Additionally, make sure you have a transparent system to catch and deal with bad behavior. Workplace bullies don’t go away just because your team is virtual. Develop a company culture that discourages any toxic behavior and a system to manage it if it occurs.
Clarify the unspoken rules
With many people suffering from increased anxiety and depression due to the pandemic, developing ways to make your work environment less stressful goes a long way in helping people acclimate to their role and to your company culture.
Every workplace has a list of unspoken rules people slowly pick up on as they acclimate to the work environment. But these rules may be harder to pick up on in a virtual work environment, leaving employees to guess what’s acceptable and what’s not. For instance:
- Is it okay to turn off cameras for a short time during long meetings?
- Is it acceptable to take a break and go for a walk in the middle of the day?
- Are you expected to respond immediately to messages on Slack?
- How are you expected to dress for internal and external meetings?

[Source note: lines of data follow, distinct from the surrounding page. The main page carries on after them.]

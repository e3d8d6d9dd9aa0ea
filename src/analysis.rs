//! Temporal consistency checks.
//!
//! [`analyze`] runs once over everything the stream processor collected for
//! a video. It always computes frame counts, inter-frame deltas and the
//! observed frame rate. With valid [`CaptureMetadata`] it also compares the
//! first and last decoded timestamps with the declared start and stop, and
//! flags every delta whose magnitude reaches twice the declared frame
//! interval.
//!
//! The outlier threshold comes from the *requested* schedule, not from the
//! observed deltas, so the question answered is "did capture stall or jump
//! relative to what was asked for", however many frames decoded.
//!
//! Negative deltas smaller than the threshold pass silently. Such a delta
//! may be an out-of-order or duplicated decode, but it may equally be two
//! captures within the same millisecond; the analyzer does not try to tell
//! them apart.
//!
//! Millisecond values that are compared or reported as integers are rounded
//! half-to-even.

use std::fmt::{Display, Formatter, Result as FmtResult};

use crate::metadata::CaptureMetadata;
use crate::processor::{DecodedStream, FrameRecord, MissEvent};

/// Direction of an outlier delta.
#[derive(Debug, Clone, Copy, PartialEq, Eq, Hash)]
pub enum OutlierKind {
    /// Time advanced by at least the threshold: capture stalled.
    Lag,
    /// Time went backwards by at least the threshold.
    NegativeOutlier,
}

impl Display for OutlierKind {
    fn fmt(&self, f: &mut Formatter<'_>) -> FmtResult {
        match self {
            OutlierKind::Lag => write!(f, "lag"),
            OutlierKind::NegativeOutlier => write!(f, "negative outlier"),
        }
    }
}

/// A delta that reached the outlier threshold.
#[derive(Debug, Clone, Copy, PartialEq)]
pub struct OutlierEvent {
    /// Index of the later frame of the pair.
    pub frame_index: u64,
    /// Epoch milliseconds of that frame.
    pub epoch_ms: f64,
    /// Signed delta to the previous valid frame.
    pub delta_ms: f64,
    /// `|delta_ms|` rounded to whole milliseconds, as compared.
    pub rounded_delta_ms: i64,
    /// Direction.
    pub kind: OutlierKind,
}

/// Comparison of the decoded stream with the capture metadata.
#[derive(Debug, Clone, Copy, PartialEq)]
pub struct MetadataComparison {
    /// Declared start, epoch milliseconds.
    pub start_ts_ms: f64,
    /// Declared stop, epoch milliseconds.
    pub stop_ts_ms: f64,
    /// Declared time between frames.
    pub nominal_interval_ms: f64,
    /// Outlier threshold, twice the nominal interval.
    pub threshold_ms: f64,
    /// Threshold rounded to whole milliseconds, as compared.
    pub rounded_threshold_ms: i64,
    /// First decoded timestamp minus the declared start, rounded.
    pub offset_start_ms: i64,
    /// Last decoded timestamp minus the declared stop, rounded.
    pub offset_end_ms: i64,
}

impl MetadataComparison {
    /// The first frame does not match the declared start.
    pub fn start_mismatch(&self) -> bool {
        self.offset_start_ms != 0
    }

    /// The last frame does not match the declared stop.
    pub fn end_mismatch(&self) -> bool {
        self.offset_end_ms != 0
    }
}

/// Everything known about one video after the analysis.
#[derive(Debug, Clone)]
pub struct AnalysisResult {
    /// Valid frames, in frame order.
    pub records: Vec<FrameRecord>,
    /// Missed frames, in frame order.
    pub misses: Vec<MissEvent>,
    /// `records[k].epoch_ms - records[k - 1].epoch_ms` for `k >= 1`.
    pub deltas: Vec<f64>,
    /// Deltas at or above the threshold. Empty without valid metadata.
    pub outliers: Vec<OutlierEvent>,
    /// Metadata comparison. `None` without valid metadata.
    pub comparison: Option<MetadataComparison>,
    /// Average frame rate over the decoded span, rounded; 0 when undefined.
    ///
    /// Duplicate or near-duplicate ticks can make the span tiny and the rate
    /// huge, hence `u64`.
    pub observed_fps: u64,
    /// Frames read from the source.
    pub total_frames: u64,
    /// Declared frame count, when the metadata is valid.
    pub expected_frames: Option<u64>,
    /// Timezone for presenting local times, minutes east of UTC.
    pub tz_offset_minutes: i32,
}

impl AnalysisResult {
    /// Number of frames that decoded.
    pub fn valid_frames(&self) -> usize {
        self.records.len()
    }

    /// First valid frame.
    pub fn first_record(&self) -> Option<&FrameRecord> {
        self.records.first()
    }

    /// Last valid frame.
    pub fn last_record(&self) -> Option<&FrameRecord> {
        self.records.last()
    }

    /// Time between the first and last valid frame, 0 with fewer than two.
    pub fn span_ms(&self) -> f64 {
        match (self.records.first(), self.records.last()) {
            (Some(first), Some(last)) if self.records.len() > 1 => last.epoch_ms - first.epoch_ms,
            _ => 0.0,
        }
    }
}

/// Analyse a decoded stream against its capture metadata.
///
/// The comparison and outliers are skipped when the metadata is invalid or
/// when the stream holds no valid frame.
pub fn analyze(stream: DecodedStream, metadata: &CaptureMetadata) -> AnalysisResult {
    let DecodedStream {
        records,
        misses,
        frames_read,
        ..
    } = stream;

    let deltas: Vec<f64> = records
        .windows(2)
        .map(|pair| pair[1].epoch_ms - pair[0].epoch_ms)
        .collect();

    let comparison = compare(&records, metadata);
    let outliers = comparison
        .map(|comparison| find_outliers(&records, &deltas, comparison.rounded_threshold_ms))
        .unwrap_or_default();

    let mut result = AnalysisResult {
        records,
        misses,
        deltas,
        outliers,
        comparison,
        observed_fps: 0,
        total_frames: frames_read,
        expected_frames: metadata.expected_frames(),
        tz_offset_minutes: metadata.tz_offset_minutes,
    };
    result.observed_fps = observed_fps(result.valid_frames(), result.span_ms());
    result
}

fn compare(records: &[FrameRecord], metadata: &CaptureMetadata) -> Option<MetadataComparison> {
    let start_ts_ms = metadata.start_ts_ms()?;
    let stop_ts_ms = metadata.stop_ts_ms()?;
    let nominal_interval_ms = metadata.nominal_interval_ms()?;
    let first = records.first()?;
    let last = records.last()?;

    let threshold_ms = 2.0 * nominal_interval_ms;
    Some(MetadataComparison {
        start_ts_ms,
        stop_ts_ms,
        nominal_interval_ms,
        threshold_ms,
        rounded_threshold_ms: round_ms(threshold_ms),
        offset_start_ms: round_ms(first.epoch_ms - start_ts_ms),
        offset_end_ms: round_ms(last.epoch_ms - stop_ts_ms),
    })
}

fn find_outliers(
    records: &[FrameRecord],
    deltas: &[f64],
    rounded_threshold_ms: i64,
) -> Vec<OutlierEvent> {
    deltas
        .iter()
        .zip(records.iter().skip(1))
        .filter_map(|(&delta_ms, record)| {
            let rounded_delta_ms = round_ms(delta_ms.abs());
            (rounded_delta_ms >= rounded_threshold_ms).then(|| OutlierEvent {
                frame_index: record.index,
                epoch_ms: record.epoch_ms,
                delta_ms,
                rounded_delta_ms,
                kind: if delta_ms > 0.0 {
                    OutlierKind::Lag
                } else {
                    OutlierKind::NegativeOutlier
                },
            })
        })
        .collect()
}

fn observed_fps(valid_frames: usize, span_ms: f64) -> u64 {
    if valid_frames > 1 && span_ms > 0.0 {
        // Saturates only for spans below ~1e-16 ms, which ticks cannot express.
        ((valid_frames - 1) as f64 * 1000.0 / span_ms).round_ties_even() as u64
    } else {
        0
    }
}

/// Round a millisecond value to the nearest integer, ties to even.
pub(crate) fn round_ms(value: f64) -> i64 {
    value.round_ties_even() as i64
}
//! Synthetic stamped captures for end-to-end tests and benchmarks.
//!
//! Frames are encoded losslessly (PNG in a QuickTime container, RGB24 end to
//! end) so the overlay survives the round trip through FFmpeg bit for bit.
//! The files keep the `.mp4` name the pipeline pairs on; FFmpeg detects the
//! container from its contents.

#![allow(dead_code)]

use std::fs;
use std::path::Path;

use ffmpeg_next::codec::{self, Id};
use ffmpeg_next::format::context::Output;
use ffmpeg_next::format::{self, Pixel};
use ffmpeg_next::frame::Video as VideoFrame;
use ffmpeg_next::{Error, Packet, Rational};
use framestamp::{OverlayOrigin, VideoPair, stamp_overlay};
use image::{Rgb, RgbImage};
use serde_json::json;

/// 2024-01-01 00:00:00 UTC in ticks.
pub const BASE_TICKS: u64 = 638_396_640_000_000_000;
/// The same instant in Unix seconds.
pub const BASE_UNIX_SECONDS: f64 = 1_704_067_200.0;
/// One frame at 30 fps, in ticks.
pub const FRAME_TICKS: u64 = 333_333;

/// Layout of a generated capture.
#[derive(Debug, Clone)]
pub struct Capture {
    pub width: u32,
    pub height: u32,
    pub frames: u64,
    /// Frames left without an overlay.
    pub blank: Vec<u64>,
    /// From this frame on, every timestamp is shifted by `stall_ticks`.
    pub stall_from: Option<u64>,
    pub stall_ticks: u64,
}

impl Default for Capture {
    /// 30 frames at 30 fps, 202 px wide so RGB rows need stride padding,
    /// frames 5 and 12 blank and a 100 ms stall before frame 20.
    fn default() -> Self {
        Self {
            width: 202,
            height: 24,
            frames: 30,
            blank: vec![5, 12],
            stall_from: Some(20),
            stall_ticks: 1_000_000,
        }
    }
}

impl Capture {
    /// Ticks stamped on frame `index`, blank or not.
    pub fn ticks(&self, index: u64) -> u64 {
        let stall = match self.stall_from {
            Some(from) if index >= from => self.stall_ticks,
            _ => 0,
        };
        BASE_TICKS + index * FRAME_TICKS + stall
    }

    pub fn images(&self) -> Vec<RgbImage> {
        (0..self.frames)
            .map(|index| {
                let mut frame = RgbImage::from_pixel(self.width, self.height, Rgb([90, 90, 90]));
                if !self.blank.contains(&index) {
                    stamp_overlay(&mut frame, OverlayOrigin::default(), self.ticks(index))
                        .expect("Overlay fits the frame");
                }
                frame
            })
            .collect()
    }

    /// Write `<base>.mp4` and a sidecar declaring the first and last stamped
    /// instants, rounded to the millisecond.
    pub fn write_pair<P: AsRef<Path>>(&self, base: P) -> VideoPair {
        let pair = VideoPair::from_base(base);
        write_video(&pair.video, &self.images(), 30).expect("Failed to encode capture");

        let last_ms = (self.ticks(self.frames - 1) - BASE_TICKS) as f64 / 10_000.0;
        let sidecar = json!({
            "file": {
                "startTs": BASE_UNIX_SECONDS,
                "stopTs": BASE_UNIX_SECONDS + last_ms.round() / 1000.0,
                "numFrames": self.frames,
                "tzOffset": 60,
            }
        });
        fs::write(&pair.metadata, sidecar.to_string()).expect("Failed to write sidecar");
        pair
    }
}

/// Encode RGB frames losslessly at `fps`.
pub fn write_video(path: &Path, frames: &[RgbImage], fps: i32) -> Result<(), Error> {
    let (width, height) = frames.first().ok_or(Error::InvalidData)?.dimensions();
    ffmpeg_next::init()?;

    let mut output = format::output_as(path, "mov")?;
    let needs_global_header = output.format().flags().contains(format::Flags::GLOBAL_HEADER);
    let png = ffmpeg_next::encoder::find(Id::PNG).ok_or(Error::EncoderNotFound)?;

    let mut stream = output.add_stream(png)?;
    let stream_index = stream.index();
    let frame_time_base = Rational::new(1, fps);
    stream.set_time_base(frame_time_base);

    let mut encoder = codec::context::Context::from_parameters(stream.parameters())?
        .encoder()
        .video()?;
    encoder.set_width(width);
    encoder.set_height(height);
    encoder.set_format(Pixel::RGB24);
    encoder.set_time_base(frame_time_base);
    encoder.set_frame_rate(Some(Rational::new(fps, 1)));
    if needs_global_header {
        encoder.set_flags(codec::Flags::GLOBAL_HEADER);
    }
    let mut encoder = encoder.open_as(png)?;
    stream.set_parameters(&encoder);

    output.write_header()?;
    let stream_time_base = output
        .stream(stream_index)
        .ok_or(Error::StreamNotFound)?
        .time_base();

    let row_bytes = width as usize * 3;
    for (index, image) in frames.iter().enumerate() {
        let mut frame = VideoFrame::new(Pixel::RGB24, width, height);
        let stride = frame.stride(0);
        let data = frame.data_mut(0);
        for (row, pixels) in image.as_raw().chunks_exact(row_bytes).enumerate() {
            data[row * stride..row * stride + row_bytes].copy_from_slice(pixels);
        }
        frame.set_pts(Some(index as i64));

        encoder.send_frame(&frame)?;
        write_packets(&mut encoder, &mut output, stream_index, frame_time_base, stream_time_base)?;
    }

    encoder.send_eof()?;
    write_packets(&mut encoder, &mut output, stream_index, frame_time_base, stream_time_base)?;
    output.write_trailer()
}

fn write_packets(
    encoder: &mut ffmpeg_next::encoder::video::Encoder,
    output: &mut Output,
    stream_index: usize,
    from: Rational,
    to: Rational,
) -> Result<(), Error> {
    let mut packet = Packet::empty();
    while encoder.receive_packet(&mut packet).is_ok() {
        packet.set_stream(stream_index);
        packet.set_duration(1);
        packet.rescale_ts(from, to);
        packet.write_interleaved(output)?;
    }
    Ok(())
}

Make a list of unspoken company rules available to your team members. This will relieve stress and help your new employees settle in quicker and easier.
It’s a team effort
When approached with a collective mindset, onboarding becomes easier than leaving it to one person to guide a new employee through the first few months in their role. A team approach encourages new workplace friendships, better communication, and clearer company culture. Consider doing a post onboarding survey to gauge what you did well and what needs improvement. Keep looking for new ways to engage your team members, both new and old. Virtual work environments don’t have to be lonely and isolating.
Give your team a structure for clear communication, community, and connection, and watch them thrive.